◆ **ABOUT THIS TASK**:
If a line in the entries below contains "Client", copy it.

Stored data:
*** Begin section ***
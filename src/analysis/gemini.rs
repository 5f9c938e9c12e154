//! Google Gemini chat transport.
//!
//! Gemini has no separate system role in the `generateContent` shape used
//! here, so the system and user prompts are concatenated into a single part,
//! with a trailing reminder to emit bare JSON.

use super::{ChatTransport, LlmError};
use crate::config::GeminiSettings;
use async_trait::async_trait;
use serde::Deserialize;
use serde_json::json;
use tracing::instrument;
use url::Url;

const DEFAULT_BASE_URL: &str = "https://generativelanguage.googleapis.com";
const JSON_ONLY_REMINDER: &str =
    "IMPORTANTE: Responde SOLO con el JSON, sin texto adicional, sin markdown, sin explicaciones fuera del JSON.";

pub struct Gemini {
    http: reqwest::Client,
    settings: GeminiSettings,
    base_url: Url,
}

#[derive(Debug, Deserialize)]
struct GenerateResponse {
    #[serde(default)]
    candidates: Vec<Candidate>,
}

#[derive(Debug, Deserialize)]
struct Candidate {
    content: Content,
}

#[derive(Debug, Deserialize)]
struct Content {
    #[serde(default)]
    parts: Vec<Part>,
}

#[derive(Debug, Deserialize)]
struct Part {
    #[serde(default)]
    text: String,
}

impl Gemini {
    pub fn new(settings: GeminiSettings) -> Self {
        Self::with_base_url(settings, DEFAULT_BASE_URL.parse().expect("static url"))
    }

    pub fn with_base_url(settings: GeminiSettings, base_url: Url) -> Self {
        Self {
            http: reqwest::Client::new(),
            settings,
            base_url,
        }
    }
}

#[async_trait]
impl ChatTransport for Gemini {
    #[instrument(skip_all, fields(model = %self.settings.model))]
    async fn complete(&self, system: &str, user: &str) -> Result<String, LlmError> {
        let url = format!(
            "{}/v1beta/models/{}:generateContent?key={}",
            self.base_url.as_str().trim_end_matches('/'),
            self.settings.model,
            self.settings.api_key,
        );
        let prompt = format!("{system}\n\n{user}\n\n{JSON_ONLY_REMINDER}");
        let body = json!({ "contents": [{ "parts": [{ "text": prompt }] }] });

        let response = self.http.post(url).json(&body).send().await?;
        if !response.status().is_success() {
            return Err(LlmError::Provider {
                message: format!("Error de Gemini: {}", response.status()),
            });
        }

        let generated: GenerateResponse = response.json().await?;
        let content = generated
            .candidates
            .into_iter()
            .next()
            .and_then(|candidate| candidate.content.parts.into_iter().next())
            .map(|part| part.text)
            .unwrap_or_default();

        if content.trim().is_empty() {
            return Err(LlmError::Provider {
                message: "No se recibió respuesta de Gemini".to_string(),
            });
        }

        Ok(content)
    }

    fn provider_name(&self) -> &'static str {
        "gemini"
    }
}
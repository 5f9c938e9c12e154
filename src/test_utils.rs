//! Shared test helpers: stub providers and a preconfigured test server.

use crate::analysis::{AnalysisResult, DetectedInfo, DocumentAnalysis, LlmError};
use crate::image::DecodedImage;
use crate::ocr::{Extraction, OcrError, TextExtraction};
use crate::{build_router, AppState, Config};
use async_trait::async_trait;
use sqlx::PgPool;
use std::sync::atomic::{AtomicUsize, Ordering};
use std::sync::Arc;

/// OCR stub returning a fixed extraction and counting calls.
pub struct StubOcr {
    text: Option<String>,
    calls: AtomicUsize,
}

impl StubOcr {
    pub fn with_text(text: &str) -> Arc<Self> {
        Arc::new(Self {
            text: Some(text.to_string()),
            calls: AtomicUsize::new(0),
        })
    }

    /// A stub that finds no legible text.
    pub fn blank() -> Arc<Self> {
        Arc::new(Self {
            text: None,
            calls: AtomicUsize::new(0),
        })
    }

    pub fn calls(&self) -> usize {
        self.calls.load(Ordering::SeqCst)
    }
}

#[async_trait]
impl TextExtraction for StubOcr {
    async fn extract(&self, _image: &DecodedImage) -> Result<Extraction, OcrError> {
        self.calls.fetch_add(1, Ordering::SeqCst);
        Ok(match &self.text {
            Some(text) => Extraction::Text(text.clone()),
            None => Extraction::NoText,
        })
    }

    fn backend_name(&self) -> &'static str {
        "stub"
    }
}

/// Analyzer stub returning a fixed label and counting calls.
pub struct StubAnalyzer {
    label: String,
    calls: AtomicUsize,
}

impl StubAnalyzer {
    pub fn with_label(label: &str) -> Arc<Self> {
        Arc::new(Self {
            label: label.to_string(),
            calls: AtomicUsize::new(0),
        })
    }

    pub fn calls(&self) -> usize {
        self.calls.load(Ordering::SeqCst)
    }
}

#[async_trait]
impl DocumentAnalysis for StubAnalyzer {
    async fn analyze(&self, extracted_text: &str, description: &str) -> Result<AnalysisResult, LlmError> {
        self.calls.fetch_add(1, Ordering::SeqCst);
        Ok(AnalysisResult {
            summary: format!("Resumen de: {description}"),
            label: self.label.clone(),
            detected_info: DetectedInfo {
                entities: Vec::new(),
                key_points: vec![extracted_text.to_string()],
                document_type: self.label.clone(),
                understanding: "Comprensión de prueba".to_string(),
            },
            tags: vec![self.label.clone()],
        })
    }
}

pub fn test_state(db: Option<PgPool>, ocr: Arc<dyn TextExtraction>, analyzer: Arc<dyn DocumentAnalysis>) -> AppState {
    AppState::builder()
        .maybe_db(db)
        .config(Config::default())
        .ocr(ocr)
        .analyzer(analyzer)
        .build()
}

pub fn test_server(state: AppState) -> axum_test::TestServer {
    axum_test::TestServer::new(build_router(state).expect("router")).expect("test server")
}

/// A valid 1x1 PNG as a data URI.
pub fn png_data_uri() -> String {
    "data:image/png;base64,iVBORw0KGgoAAAANSUhEUgAAAAEAAAABCAYAAAAfFcSJAAAADUlEQVR42mP8z8BQDwAEhQGAhKmMIQAAAABJRU5ErkJggg=="
        .to_string()
}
*** End section ***
◆ **SOLUTION TO THE EXERCISE**:
    http: reqwest::Client,
            http: reqwest::Client::new(),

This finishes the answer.